── Task material

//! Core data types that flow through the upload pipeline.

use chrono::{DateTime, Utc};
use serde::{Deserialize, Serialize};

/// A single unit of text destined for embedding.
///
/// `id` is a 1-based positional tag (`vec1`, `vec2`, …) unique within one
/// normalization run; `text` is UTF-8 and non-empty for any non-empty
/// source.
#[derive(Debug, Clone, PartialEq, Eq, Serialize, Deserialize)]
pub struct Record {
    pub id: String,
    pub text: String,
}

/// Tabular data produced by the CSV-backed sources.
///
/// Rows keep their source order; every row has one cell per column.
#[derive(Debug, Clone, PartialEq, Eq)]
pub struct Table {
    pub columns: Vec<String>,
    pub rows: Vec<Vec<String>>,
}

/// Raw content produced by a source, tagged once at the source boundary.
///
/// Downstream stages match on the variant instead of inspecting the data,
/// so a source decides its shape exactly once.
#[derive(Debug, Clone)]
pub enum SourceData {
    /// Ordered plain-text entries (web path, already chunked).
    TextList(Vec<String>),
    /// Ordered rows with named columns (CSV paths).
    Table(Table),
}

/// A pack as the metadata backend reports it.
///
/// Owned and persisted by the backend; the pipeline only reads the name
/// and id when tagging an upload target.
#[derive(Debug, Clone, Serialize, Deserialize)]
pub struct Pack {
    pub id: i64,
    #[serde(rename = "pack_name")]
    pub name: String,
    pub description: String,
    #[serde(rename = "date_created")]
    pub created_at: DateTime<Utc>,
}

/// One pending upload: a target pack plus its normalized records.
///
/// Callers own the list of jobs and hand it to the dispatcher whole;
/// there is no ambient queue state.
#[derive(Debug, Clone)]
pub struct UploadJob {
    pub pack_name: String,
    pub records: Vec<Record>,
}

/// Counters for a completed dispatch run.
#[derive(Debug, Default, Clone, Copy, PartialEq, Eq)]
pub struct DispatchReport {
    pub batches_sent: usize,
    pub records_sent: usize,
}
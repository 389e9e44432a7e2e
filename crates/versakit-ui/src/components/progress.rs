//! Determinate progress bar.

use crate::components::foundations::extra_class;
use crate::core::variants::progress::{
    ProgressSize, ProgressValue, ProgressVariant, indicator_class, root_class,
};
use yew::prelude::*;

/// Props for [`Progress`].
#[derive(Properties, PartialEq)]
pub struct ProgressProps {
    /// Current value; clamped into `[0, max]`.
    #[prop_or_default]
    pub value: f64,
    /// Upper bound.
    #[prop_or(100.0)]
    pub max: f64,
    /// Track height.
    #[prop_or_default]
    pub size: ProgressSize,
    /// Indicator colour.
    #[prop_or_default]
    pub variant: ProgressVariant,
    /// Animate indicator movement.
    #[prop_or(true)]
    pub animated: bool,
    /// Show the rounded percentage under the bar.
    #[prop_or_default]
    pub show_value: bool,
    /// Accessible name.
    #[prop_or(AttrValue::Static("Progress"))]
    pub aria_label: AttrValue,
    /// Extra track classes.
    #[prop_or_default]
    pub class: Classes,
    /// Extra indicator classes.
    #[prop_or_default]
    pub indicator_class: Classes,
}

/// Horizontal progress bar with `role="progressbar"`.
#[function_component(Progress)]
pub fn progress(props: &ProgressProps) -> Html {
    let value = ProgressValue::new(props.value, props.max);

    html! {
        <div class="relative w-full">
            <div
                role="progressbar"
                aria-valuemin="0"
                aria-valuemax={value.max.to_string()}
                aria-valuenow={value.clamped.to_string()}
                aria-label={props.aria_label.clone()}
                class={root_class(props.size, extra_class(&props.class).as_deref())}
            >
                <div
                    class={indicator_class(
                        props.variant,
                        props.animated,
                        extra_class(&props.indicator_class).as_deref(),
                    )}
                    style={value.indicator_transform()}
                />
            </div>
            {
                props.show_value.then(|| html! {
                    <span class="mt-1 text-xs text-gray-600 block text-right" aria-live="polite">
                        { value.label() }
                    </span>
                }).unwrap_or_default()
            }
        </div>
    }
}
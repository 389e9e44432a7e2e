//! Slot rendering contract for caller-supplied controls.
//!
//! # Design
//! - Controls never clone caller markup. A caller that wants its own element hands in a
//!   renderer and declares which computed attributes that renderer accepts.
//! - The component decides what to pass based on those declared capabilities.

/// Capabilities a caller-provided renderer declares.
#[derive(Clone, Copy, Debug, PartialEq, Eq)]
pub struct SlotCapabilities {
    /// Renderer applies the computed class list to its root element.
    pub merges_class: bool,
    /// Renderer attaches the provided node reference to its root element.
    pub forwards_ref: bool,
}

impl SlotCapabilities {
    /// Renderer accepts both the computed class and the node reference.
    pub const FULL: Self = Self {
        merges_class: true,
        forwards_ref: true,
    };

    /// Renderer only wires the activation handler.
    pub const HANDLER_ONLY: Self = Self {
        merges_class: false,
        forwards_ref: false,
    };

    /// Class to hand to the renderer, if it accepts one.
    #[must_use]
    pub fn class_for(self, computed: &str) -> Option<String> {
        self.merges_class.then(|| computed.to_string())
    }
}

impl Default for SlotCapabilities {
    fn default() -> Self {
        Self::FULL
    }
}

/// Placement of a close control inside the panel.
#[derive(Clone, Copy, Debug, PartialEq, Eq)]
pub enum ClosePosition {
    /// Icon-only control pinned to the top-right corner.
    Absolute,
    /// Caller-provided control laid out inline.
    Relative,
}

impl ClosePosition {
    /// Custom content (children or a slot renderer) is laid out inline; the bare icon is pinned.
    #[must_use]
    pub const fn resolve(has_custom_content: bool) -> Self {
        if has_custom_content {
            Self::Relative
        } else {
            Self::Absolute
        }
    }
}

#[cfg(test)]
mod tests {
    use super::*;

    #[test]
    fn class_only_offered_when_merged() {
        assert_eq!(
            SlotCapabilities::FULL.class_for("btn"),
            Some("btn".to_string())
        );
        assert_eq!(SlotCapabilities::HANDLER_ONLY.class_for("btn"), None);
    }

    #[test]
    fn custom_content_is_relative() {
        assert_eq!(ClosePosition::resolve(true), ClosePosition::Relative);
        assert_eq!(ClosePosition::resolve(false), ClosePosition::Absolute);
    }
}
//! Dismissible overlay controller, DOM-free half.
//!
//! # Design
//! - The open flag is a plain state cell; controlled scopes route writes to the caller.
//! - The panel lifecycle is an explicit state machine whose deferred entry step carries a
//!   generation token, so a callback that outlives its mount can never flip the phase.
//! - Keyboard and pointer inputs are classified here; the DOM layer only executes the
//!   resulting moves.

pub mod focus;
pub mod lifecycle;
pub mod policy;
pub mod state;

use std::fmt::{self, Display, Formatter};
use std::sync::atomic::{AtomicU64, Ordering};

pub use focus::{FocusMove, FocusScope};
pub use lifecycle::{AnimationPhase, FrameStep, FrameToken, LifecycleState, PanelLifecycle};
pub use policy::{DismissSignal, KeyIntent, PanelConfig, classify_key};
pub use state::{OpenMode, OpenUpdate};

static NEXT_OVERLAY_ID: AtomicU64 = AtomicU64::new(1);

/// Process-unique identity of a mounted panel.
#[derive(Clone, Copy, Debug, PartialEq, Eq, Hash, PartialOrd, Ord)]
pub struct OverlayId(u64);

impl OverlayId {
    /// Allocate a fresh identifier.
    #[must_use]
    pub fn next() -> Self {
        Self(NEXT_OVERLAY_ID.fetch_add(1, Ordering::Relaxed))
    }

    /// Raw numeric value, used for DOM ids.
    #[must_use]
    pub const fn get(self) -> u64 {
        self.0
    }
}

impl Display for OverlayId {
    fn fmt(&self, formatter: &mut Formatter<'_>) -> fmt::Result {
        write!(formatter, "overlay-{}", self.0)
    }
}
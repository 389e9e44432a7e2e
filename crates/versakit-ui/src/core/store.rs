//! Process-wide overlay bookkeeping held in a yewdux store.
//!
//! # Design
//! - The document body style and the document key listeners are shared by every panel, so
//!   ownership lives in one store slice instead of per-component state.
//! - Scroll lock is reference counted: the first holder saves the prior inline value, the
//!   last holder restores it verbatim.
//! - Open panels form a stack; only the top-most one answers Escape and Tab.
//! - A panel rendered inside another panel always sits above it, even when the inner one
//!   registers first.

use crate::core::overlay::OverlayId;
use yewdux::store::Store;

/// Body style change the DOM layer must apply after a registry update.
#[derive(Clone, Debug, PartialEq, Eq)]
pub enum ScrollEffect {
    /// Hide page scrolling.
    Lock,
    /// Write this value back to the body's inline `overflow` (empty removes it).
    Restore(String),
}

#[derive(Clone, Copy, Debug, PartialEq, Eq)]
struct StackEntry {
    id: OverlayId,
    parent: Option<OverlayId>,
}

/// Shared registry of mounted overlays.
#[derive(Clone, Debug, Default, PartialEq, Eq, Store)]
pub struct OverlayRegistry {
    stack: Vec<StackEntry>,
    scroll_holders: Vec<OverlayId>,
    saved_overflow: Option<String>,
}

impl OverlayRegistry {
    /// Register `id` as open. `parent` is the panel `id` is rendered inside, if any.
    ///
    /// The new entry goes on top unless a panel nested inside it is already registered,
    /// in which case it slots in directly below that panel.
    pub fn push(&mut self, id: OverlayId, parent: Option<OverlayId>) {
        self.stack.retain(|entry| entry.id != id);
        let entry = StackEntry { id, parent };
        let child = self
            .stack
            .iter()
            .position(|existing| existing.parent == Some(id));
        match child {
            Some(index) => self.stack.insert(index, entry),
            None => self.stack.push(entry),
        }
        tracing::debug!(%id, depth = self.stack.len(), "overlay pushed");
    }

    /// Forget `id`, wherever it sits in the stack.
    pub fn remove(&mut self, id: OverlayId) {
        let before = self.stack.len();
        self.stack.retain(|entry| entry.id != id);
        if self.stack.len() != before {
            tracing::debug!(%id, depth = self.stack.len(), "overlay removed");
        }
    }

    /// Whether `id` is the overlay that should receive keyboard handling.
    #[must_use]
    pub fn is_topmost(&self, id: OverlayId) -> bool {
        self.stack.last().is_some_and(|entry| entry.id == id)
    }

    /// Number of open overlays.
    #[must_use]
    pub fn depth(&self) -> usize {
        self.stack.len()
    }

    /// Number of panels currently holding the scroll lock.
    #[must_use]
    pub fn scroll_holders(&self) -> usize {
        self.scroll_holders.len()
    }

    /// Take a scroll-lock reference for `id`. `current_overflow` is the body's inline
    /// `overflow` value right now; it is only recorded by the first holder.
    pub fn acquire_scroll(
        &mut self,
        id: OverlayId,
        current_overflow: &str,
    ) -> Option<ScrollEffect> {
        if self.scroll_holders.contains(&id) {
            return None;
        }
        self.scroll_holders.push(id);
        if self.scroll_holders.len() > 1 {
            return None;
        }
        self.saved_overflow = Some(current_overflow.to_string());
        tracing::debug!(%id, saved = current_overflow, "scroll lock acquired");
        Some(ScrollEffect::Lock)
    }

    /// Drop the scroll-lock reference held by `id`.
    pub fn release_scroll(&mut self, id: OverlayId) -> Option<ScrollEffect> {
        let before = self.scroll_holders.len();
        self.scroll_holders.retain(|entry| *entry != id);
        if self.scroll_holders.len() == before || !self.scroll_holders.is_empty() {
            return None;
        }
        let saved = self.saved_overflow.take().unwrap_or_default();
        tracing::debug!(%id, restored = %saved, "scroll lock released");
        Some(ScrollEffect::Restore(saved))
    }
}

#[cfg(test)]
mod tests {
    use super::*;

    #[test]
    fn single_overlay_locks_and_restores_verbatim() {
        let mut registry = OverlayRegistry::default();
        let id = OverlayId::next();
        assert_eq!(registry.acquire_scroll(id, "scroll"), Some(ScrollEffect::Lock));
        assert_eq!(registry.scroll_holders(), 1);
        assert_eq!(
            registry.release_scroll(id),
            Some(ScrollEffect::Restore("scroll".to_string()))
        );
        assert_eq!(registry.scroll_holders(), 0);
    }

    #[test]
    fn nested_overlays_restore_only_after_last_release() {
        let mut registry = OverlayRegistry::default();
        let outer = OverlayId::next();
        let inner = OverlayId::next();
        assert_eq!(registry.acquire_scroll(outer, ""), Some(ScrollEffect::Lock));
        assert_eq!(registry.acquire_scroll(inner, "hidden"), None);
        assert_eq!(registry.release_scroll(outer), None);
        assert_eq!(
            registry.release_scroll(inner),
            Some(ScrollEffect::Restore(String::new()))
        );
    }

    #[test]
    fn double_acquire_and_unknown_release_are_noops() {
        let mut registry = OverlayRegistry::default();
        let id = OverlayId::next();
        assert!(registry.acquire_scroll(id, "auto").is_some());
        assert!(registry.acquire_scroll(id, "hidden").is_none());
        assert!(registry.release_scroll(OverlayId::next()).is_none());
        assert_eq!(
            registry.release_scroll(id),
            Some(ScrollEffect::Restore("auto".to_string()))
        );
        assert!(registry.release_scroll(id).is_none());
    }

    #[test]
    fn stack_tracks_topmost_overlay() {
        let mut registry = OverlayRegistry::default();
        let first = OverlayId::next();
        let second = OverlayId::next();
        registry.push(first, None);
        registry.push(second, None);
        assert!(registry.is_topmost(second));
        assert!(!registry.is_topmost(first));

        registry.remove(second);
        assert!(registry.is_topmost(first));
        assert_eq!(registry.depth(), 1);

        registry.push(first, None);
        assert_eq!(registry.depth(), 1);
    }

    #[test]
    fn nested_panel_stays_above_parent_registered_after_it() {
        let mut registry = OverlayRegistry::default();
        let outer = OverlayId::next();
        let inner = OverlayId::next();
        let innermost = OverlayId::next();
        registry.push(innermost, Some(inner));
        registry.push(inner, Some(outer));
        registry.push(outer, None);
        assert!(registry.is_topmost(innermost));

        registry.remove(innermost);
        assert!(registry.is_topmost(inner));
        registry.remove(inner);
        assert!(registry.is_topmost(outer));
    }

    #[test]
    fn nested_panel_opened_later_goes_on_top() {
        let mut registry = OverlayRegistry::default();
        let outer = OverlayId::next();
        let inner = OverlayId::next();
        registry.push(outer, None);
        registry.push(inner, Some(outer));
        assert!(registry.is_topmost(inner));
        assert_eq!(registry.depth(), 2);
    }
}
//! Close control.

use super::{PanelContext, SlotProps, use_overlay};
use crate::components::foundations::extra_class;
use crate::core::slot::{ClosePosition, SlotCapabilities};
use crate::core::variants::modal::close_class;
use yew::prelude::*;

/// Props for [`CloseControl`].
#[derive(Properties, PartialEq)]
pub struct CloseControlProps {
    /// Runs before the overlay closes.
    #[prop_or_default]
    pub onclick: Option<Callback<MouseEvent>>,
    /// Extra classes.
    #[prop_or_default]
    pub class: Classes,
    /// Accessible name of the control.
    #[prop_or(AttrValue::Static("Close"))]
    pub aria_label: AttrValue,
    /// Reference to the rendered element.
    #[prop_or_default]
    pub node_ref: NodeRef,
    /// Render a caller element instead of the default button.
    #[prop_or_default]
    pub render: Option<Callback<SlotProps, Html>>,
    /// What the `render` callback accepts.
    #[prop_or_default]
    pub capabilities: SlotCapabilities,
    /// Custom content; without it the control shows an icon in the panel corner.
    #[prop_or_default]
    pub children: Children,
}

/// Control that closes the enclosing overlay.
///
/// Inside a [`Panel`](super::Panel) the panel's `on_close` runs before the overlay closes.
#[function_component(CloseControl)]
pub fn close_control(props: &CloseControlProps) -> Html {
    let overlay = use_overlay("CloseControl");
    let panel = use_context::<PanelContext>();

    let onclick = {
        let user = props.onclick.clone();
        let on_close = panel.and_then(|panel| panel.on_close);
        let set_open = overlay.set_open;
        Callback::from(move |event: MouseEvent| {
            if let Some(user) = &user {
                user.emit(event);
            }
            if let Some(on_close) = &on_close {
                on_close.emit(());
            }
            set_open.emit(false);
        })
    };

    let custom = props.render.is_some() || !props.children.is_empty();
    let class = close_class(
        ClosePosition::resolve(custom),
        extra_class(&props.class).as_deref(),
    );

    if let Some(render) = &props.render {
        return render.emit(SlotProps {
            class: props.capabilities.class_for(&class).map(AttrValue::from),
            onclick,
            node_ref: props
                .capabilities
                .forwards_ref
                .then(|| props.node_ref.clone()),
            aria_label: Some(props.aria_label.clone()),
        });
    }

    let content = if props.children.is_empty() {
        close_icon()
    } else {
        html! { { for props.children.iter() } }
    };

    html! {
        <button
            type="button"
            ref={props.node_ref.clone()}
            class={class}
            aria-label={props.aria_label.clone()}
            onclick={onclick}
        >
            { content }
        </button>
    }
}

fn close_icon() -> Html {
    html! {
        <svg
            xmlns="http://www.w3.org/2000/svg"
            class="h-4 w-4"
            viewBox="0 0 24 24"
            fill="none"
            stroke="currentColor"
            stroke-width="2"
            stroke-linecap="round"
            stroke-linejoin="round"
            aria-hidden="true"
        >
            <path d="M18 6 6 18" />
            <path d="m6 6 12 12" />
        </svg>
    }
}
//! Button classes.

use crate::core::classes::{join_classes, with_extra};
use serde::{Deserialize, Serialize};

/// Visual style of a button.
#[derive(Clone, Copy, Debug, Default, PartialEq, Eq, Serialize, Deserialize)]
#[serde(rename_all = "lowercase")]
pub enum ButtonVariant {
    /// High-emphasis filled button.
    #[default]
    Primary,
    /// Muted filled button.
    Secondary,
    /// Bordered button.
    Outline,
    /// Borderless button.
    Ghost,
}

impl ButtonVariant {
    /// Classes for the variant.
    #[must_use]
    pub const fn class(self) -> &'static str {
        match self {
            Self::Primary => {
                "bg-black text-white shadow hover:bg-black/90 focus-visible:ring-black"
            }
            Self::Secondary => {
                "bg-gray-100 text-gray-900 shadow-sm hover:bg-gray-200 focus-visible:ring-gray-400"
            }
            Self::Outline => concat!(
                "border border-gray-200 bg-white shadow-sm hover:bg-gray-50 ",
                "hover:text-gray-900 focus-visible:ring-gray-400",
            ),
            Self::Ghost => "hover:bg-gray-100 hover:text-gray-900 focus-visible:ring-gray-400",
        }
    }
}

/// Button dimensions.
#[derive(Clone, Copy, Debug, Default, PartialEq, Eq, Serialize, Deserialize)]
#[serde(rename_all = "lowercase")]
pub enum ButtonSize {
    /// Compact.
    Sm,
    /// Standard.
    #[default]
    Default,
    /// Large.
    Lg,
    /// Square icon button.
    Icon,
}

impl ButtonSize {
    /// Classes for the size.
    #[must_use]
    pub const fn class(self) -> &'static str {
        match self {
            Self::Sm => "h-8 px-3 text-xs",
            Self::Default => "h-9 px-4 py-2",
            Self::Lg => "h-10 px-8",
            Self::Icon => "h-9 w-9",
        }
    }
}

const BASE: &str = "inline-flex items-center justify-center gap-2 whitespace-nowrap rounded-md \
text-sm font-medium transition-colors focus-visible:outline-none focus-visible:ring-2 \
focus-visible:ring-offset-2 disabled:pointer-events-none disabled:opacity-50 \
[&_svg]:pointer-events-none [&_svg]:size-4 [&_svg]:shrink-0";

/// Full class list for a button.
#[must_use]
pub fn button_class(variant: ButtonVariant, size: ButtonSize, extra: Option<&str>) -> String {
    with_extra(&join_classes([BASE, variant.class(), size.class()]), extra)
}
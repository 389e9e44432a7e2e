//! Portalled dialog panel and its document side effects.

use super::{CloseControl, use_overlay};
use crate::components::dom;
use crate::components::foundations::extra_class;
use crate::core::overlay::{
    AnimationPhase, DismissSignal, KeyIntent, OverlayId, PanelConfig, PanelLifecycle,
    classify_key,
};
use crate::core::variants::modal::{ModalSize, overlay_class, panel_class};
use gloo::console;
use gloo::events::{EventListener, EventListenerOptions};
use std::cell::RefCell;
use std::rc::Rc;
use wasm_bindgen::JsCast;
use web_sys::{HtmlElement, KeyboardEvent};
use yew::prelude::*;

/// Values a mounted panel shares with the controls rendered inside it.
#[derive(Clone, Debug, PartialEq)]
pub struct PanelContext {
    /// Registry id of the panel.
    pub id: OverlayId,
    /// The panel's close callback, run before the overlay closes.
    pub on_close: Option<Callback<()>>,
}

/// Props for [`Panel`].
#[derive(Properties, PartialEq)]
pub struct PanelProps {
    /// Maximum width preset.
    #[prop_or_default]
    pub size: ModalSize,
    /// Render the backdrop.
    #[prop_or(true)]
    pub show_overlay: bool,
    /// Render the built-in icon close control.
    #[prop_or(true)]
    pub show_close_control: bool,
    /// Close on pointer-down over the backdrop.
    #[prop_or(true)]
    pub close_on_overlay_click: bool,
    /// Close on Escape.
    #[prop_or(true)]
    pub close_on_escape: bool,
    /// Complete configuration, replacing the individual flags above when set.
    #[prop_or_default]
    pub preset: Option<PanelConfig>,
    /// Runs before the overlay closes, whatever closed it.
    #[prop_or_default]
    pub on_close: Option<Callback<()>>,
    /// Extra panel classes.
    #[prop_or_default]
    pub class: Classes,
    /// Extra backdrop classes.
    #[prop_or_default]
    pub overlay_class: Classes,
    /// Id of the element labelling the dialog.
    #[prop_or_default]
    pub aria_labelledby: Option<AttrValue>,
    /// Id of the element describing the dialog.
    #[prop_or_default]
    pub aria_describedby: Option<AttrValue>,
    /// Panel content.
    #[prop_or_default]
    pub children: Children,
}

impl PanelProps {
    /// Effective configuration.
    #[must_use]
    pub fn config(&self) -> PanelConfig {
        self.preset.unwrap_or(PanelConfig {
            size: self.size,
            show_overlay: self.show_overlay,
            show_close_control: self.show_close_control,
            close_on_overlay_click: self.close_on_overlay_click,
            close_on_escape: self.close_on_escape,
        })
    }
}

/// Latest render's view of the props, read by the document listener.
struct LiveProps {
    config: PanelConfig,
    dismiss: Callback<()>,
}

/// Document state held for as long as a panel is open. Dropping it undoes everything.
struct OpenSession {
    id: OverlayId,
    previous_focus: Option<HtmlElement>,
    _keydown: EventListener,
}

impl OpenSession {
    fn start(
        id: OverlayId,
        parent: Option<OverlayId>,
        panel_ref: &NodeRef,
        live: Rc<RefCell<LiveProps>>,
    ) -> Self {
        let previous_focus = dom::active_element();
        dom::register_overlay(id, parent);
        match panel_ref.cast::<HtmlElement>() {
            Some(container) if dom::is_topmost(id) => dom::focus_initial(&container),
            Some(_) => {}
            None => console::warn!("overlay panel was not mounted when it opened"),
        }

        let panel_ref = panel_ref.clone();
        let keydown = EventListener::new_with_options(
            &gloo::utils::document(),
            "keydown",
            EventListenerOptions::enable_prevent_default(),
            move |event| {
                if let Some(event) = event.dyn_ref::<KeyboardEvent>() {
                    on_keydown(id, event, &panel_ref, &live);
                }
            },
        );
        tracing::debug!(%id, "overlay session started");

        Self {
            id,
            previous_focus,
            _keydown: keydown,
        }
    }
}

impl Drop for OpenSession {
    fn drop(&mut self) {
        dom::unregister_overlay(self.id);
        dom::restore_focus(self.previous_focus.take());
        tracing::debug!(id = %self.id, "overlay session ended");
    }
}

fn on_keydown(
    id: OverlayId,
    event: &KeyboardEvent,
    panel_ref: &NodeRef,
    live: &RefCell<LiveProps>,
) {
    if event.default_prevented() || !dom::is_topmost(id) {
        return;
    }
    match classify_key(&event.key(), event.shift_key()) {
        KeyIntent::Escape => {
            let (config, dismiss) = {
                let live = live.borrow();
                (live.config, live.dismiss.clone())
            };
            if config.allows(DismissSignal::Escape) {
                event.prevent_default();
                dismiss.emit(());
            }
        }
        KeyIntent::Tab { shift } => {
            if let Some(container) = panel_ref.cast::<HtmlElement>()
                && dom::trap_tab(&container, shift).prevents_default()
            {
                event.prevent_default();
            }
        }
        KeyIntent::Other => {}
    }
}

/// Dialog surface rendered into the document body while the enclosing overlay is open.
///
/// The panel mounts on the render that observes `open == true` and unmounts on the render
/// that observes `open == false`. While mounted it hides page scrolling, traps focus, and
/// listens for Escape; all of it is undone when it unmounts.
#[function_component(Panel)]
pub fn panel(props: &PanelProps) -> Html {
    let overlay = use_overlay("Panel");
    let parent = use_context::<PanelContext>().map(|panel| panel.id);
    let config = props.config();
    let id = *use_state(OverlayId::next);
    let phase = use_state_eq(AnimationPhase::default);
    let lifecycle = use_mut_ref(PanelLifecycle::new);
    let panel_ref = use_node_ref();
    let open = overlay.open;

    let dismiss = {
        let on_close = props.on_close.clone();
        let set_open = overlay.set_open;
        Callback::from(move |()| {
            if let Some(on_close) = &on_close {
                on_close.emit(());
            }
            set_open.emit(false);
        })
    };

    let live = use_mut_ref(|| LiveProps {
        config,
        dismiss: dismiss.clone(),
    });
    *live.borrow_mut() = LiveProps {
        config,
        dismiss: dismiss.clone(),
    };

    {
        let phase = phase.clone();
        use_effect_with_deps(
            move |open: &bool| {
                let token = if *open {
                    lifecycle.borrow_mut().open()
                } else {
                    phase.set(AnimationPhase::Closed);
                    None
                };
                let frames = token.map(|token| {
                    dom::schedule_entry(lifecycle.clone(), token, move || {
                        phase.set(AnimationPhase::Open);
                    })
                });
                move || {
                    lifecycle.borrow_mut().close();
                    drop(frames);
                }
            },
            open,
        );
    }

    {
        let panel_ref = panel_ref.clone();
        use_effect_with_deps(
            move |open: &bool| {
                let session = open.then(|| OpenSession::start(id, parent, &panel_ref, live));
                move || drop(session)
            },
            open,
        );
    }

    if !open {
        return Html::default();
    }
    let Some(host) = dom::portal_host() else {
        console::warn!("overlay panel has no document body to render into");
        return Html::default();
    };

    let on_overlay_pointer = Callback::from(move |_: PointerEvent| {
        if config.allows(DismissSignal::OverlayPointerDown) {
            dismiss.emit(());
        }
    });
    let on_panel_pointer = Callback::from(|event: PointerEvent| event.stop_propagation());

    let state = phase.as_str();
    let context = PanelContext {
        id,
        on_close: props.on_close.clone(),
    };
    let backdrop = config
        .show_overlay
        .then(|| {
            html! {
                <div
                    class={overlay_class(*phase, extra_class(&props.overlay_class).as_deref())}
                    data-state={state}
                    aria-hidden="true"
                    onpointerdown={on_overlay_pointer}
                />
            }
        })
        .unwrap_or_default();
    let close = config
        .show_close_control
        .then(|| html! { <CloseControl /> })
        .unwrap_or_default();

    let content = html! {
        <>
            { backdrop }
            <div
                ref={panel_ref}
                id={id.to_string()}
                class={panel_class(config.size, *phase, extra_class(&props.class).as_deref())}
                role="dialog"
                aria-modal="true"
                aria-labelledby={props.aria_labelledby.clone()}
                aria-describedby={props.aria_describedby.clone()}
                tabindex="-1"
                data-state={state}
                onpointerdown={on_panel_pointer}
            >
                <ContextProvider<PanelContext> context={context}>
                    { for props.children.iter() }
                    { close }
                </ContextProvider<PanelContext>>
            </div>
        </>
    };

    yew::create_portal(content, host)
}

────

If a line in the listing contains the string "ProgressValue", count it; then give only the number of such lines.

* _Task result_:
2